ひと口に歯科衛生士といっても、一般歯科や矯正歯科、小児歯科、審美歯科といった診療領域ごとに、または外来や地域包括ケア病棟といった勤務先によって、その仕事内容はさまざま。転職先を考える上で、ほかの診療科などでの歯科衛生士の仕事内容を知りたい人も多いでしょう。この「歯科衛生士の仕事」シリーズでは、そんな人たちのために、診療領域や勤務先ごとでの歯科衛生士の仕事をピックアップして紹介します。
今回取り上げるのは「歯科口腔外科」。

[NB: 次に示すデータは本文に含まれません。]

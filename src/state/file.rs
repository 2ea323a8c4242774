//! Services state read from a JSON snapshot on disk.
//!
//! The file's modification time is the change timestamp, so anything that
//! rewrites the snapshot (a discovery agent, a deploy script) triggers a sync.

use std::fs::{self, File};
use std::io::BufReader;
use std::path::{Path, PathBuf};

use chrono::{DateTime, Utc};
use serde::{Deserialize, Serialize};

use crate::state::service::Service;
use crate::state::{ServicesState, StateError};

/// On-disk snapshot format.
#[derive(Debug, Clone, Default, Serialize, Deserialize)]
pub struct StateSnapshot {
    #[serde(default)]
    pub services: Vec<Service>,
}

#[derive(Debug, Clone)]
pub struct FileState {
    path: PathBuf,
}

impl FileState {
    pub fn new(path: impl Into<PathBuf>) -> Self {
        Self { path: path.into() }
    }

    pub fn path(&self) -> &Path {
        &self.path
    }

    fn load(&self) -> Result<StateSnapshot, StateError> {
        let file = File::open(&self.path).map_err(|source| StateError::Io {
            path: self.path.clone(),
            source,
        })?;
        serde_json::from_reader(BufReader::new(file)).map_err(|source| StateError::Parse {
            path: self.path.clone(),
            source,
        })
    }
}

impl ServicesState for FileState {
    fn last_changed(&self) -> Result<DateTime<Utc>, StateError> {
        let modified = fs::metadata(&self.path)
            .and_then(|m| m.modified())
            .map_err(|source| StateError::Io {
                path: self.path.clone(),
                source,
            })?;
        Ok(DateTime::<Utc>::from(modified))
    }

    fn each_service_sorted(&self, visit: &mut dyn FnMut(&Service)) -> Result<(), StateError> {
        let mut services = self.load()?.services;
        services.sort_by(|a, b| (&a.hostname, &a.id).cmp(&(&b.hostname, &b.id)));
        for svc in &services {
            visit(svc);
        }
        Ok(())
    }
}

#[cfg(test)]
mod tests {
    use super::*;
    use std::io::Write;

    #[test]
    fn test_reads_sorted_services() {
        let mut file = tempfile::NamedTempFile::new().unwrap();
        write!(
            file,
            r#"{{"services": [
                {{"id": "b", "hostname": "h2", "image": "web:1", "ports": [{{"port": 80}}]}},
                {{"id": "a", "hostname": "h1", "name": "db"}}
            ]}}"#
        )
        .unwrap();

        let state = FileState::new(file.path());
        let mut ids = Vec::new();
        state.each_service_sorted(&mut |svc| ids.push(svc.id.clone())).unwrap();
        assert_eq!(ids, vec!["a", "b"]);
        assert!(state.last_changed().unwrap() > DateTime::<Utc>::UNIX_EPOCH);
    }

    #[test]
    fn test_missing_and_malformed_files() {
        let missing = FileState::new("/no/such/state.json");
        assert!(matches!(missing.last_changed(), Err(StateError::Io { .. })));

        let mut file = tempfile::NamedTempFile::new().unwrap();
        write!(file, "not json").unwrap();
        let broken = FileState::new(file.path());
        let err = broken.each_service_sorted(&mut |_| {}).unwrap_err();
        assert!(matches!(err, StateError::Parse { .. }));
    }
}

診療内容の幅が広い歯科口腔外科がどのような症例を扱っており、歯科衛生士はどのような仕事をするのか、詳しくは知らないという人も多いかもしれません。この記事では歯科口腔外科の概要をはじめ、歯科口腔外科での歯科衛生士の仕事内容、やりがい・魅力、向いているタイプ、職場の探し方などを解説します。

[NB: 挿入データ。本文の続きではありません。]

//! Configuration schema definitions.
//!
//! This module defines the complete configuration structure for the daemon.
//! All types derive Serde traits for deserialization from config files.

use serde::{Deserialize, Serialize};

/// Root configuration.
#[derive(Debug, Clone, Deserialize, Serialize, Default)]
#[serde(default)]
pub struct AppConfig {
    /// Health check scheduler settings.
    pub health: HealthConfig,

    /// Load balancer config generation and activation.
    pub haproxy: HaproxyConfig,

    /// Observability settings.
    pub observability: ObservabilityConfig,
}

/// Health check scheduler configuration.
#[derive(Debug, Clone, Deserialize, Serialize)]
#[serde(default)]
pub struct HealthConfig {
    /// Interval between ticks in milliseconds, shared by every check.
    pub check_interval_ms: u64,

    /// Optional deadline per checker run. Capped at the interval.
    pub check_timeout_ms: Option<u64>,

    /// Checks registered at startup.
    pub checks: Vec<CheckConfig>,
}

impl Default for HealthConfig {
    fn default() -> Self {
        Self {
            check_interval_ms: 3_000,
            check_timeout_ms: None,
            checks: Vec::new(),
        }
    }
}

/// A single check definition.
#[derive(Debug, Clone, Deserialize, Serialize)]
pub struct CheckConfig {
    /// Unique check identifier.
    pub id: String,

    /// Checker variant (always, http, tcp, script).
    #[serde(rename = "type", default = "default_check_type")]
    pub check_type: String,

    /// Argument passed to the checker (URL, host:port, command).
    #[serde(default)]
    pub args: String,

    /// Consecutive non-healthy runs before FAILED (default: 1).
    #[serde(default = "default_max_count")]
    pub max_count: u32,
}

fn default_check_type() -> String {
    "http".to_string()
}

fn default_max_count() -> u32 {
    1
}

/// HAProxy config generation settings.
#[derive(Debug, Clone, Deserialize, Serialize)]
#[serde(default)]
pub struct HaproxyConfig {
    /// Command that makes the running proxy pick up the new config.
    pub reload_cmd: String,

    /// Command that validates the generated config.
    pub verify_cmd: String,

    /// IP address frontends bind to.
    pub bind_ip: String,

    /// Path to the config template.
    pub template: String,

    /// Path the rendered config is written to.
    pub config_file: String,

    /// How often the services state is polled for changes, in milliseconds.
    pub poll_interval_ms: u64,

    /// Verify and reload after writing. When false only the file is written.
    pub reload: bool,

    /// JSON services state snapshot to watch. Disables the sync loop when unset.
    pub state_file: Option<String>,
}

impl Default for HaproxyConfig {
    fn default() -> Self {
        Self {
            reload_cmd: concat!(
                "haproxy -f /etc/haproxy.cfg -p /var/run/haproxy.pid",
                " -sf $(cat /var/run/haproxy.pid)"
            )
            .to_string(),
            verify_cmd: "haproxy -c -f /etc/haproxy.cfg".to_string(),
            bind_ip: "0.0.0.0".to_string(),
            template: "views/haproxy.cfg".to_string(),
            config_file: "/etc/haproxy.cfg".to_string(),
            poll_interval_ms: 250,
            reload: true,
            state_file: None,
        }
    }
}

/// Observability configuration.
#[derive(Debug, Clone, Deserialize, Serialize)]
#[serde(default)]
pub struct ObservabilityConfig {
    /// Log level (trace, debug, info, warn, error).
    pub log_level: String,

    /// Emit JSON log lines instead of the human format.
    pub log_json: bool,

    /// Enable metrics endpoint.
    pub metrics_enabled: bool,

    /// Metrics endpoint bind address.
    pub metrics_address: String,

    /// Bind address of the check status endpoint. Disabled when unset.
    pub status_address: Option<String>,
}

impl Default for ObservabilityConfig {
    fn default() -> Self {
        Self {
            log_level: "info".to_string(),
            log_json: false,
            metrics_enabled: false,
            metrics_address: "0.0.0.0:9090".to_string(),
            status_address: None,
        }
    }
}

歯科口腔外科に興味や関心があり、専門性の高いスキルや知識を身につけたいと考えている人はもちろん、どんな働き方ができるのか気になった人もぜひチェックしてみてください。
<目次>
1 歯科口腔外科とは~診療内容や扱っている医療機関など~
歯科口腔外科は、口内や口元の症状への外科手術を主とした歯科治療を行う診療科です。口腔、顎、顔面と治療範囲が幅広いことが特徴で、親知らずや埋伏歯の抜歯、顎関節の疾患の治療、口腔粘膜疾患や病的口臭症などの治療、交通事故での外傷(顔面骨や顎骨の骨折など)の治療、噛む機能の回復を目的としたインプラント治療といったさまざまな治療に対応しています。
また、医科や矯正歯科と連携する機会もあります。例えば、口腔がんのように医科(耳鼻咽喉科)と連携して対応する症例、顎変形症や口唇口蓋裂といった先天性疾患のように矯正歯科と連携して対応する症例などです。
●歯科口腔外科を扱っている主な医療機関
歯科口腔外科を扱っている医療機関としては主に次の3つがあります。
①歯科をメインにしていて、歯科口腔外科を併せて標榜している歯科医院
歯科医院の中には、歯科(一般歯科)だけでなく歯科口腔外科も標榜し、歯周病や虫歯といった一般歯科の治療と、親知らずの抜歯やインプラント治療などの口腔外科治療を扱っているところがあります。
一般歯科の治療と並行して口腔外科治療を受けやすいことが、患者のメリットとなっています。
②歯科口腔外科を専門としている歯科医院
口腔外科治療に特化した歯科医院は、難抜歯や大がかりな手術など高度な口腔外科治療に対応しており、専門性の高い治療を必要とする患者が通います。
③歯科口腔外科を標榜している病院
病院での歯科口腔外科は、高度な口腔外科治療に対応しており、院内の医科や矯正歯科などと連携した治療が受けられます。
病院にもよりますが紹介状を必要としているところが多く、ほかの医療機関で対応が難しいと診断された患者が受診することが一般的です。
●歯科口腔外科の患者層
歯科口腔外科を受診する患者の年齢層は、その医療機関が対応できる症例によって違いがあります。例えば、一般歯科と併設している歯科口腔外科の場合は親知らずの抜歯やインプラント治療などが中心となるので、患者は成人が多めです。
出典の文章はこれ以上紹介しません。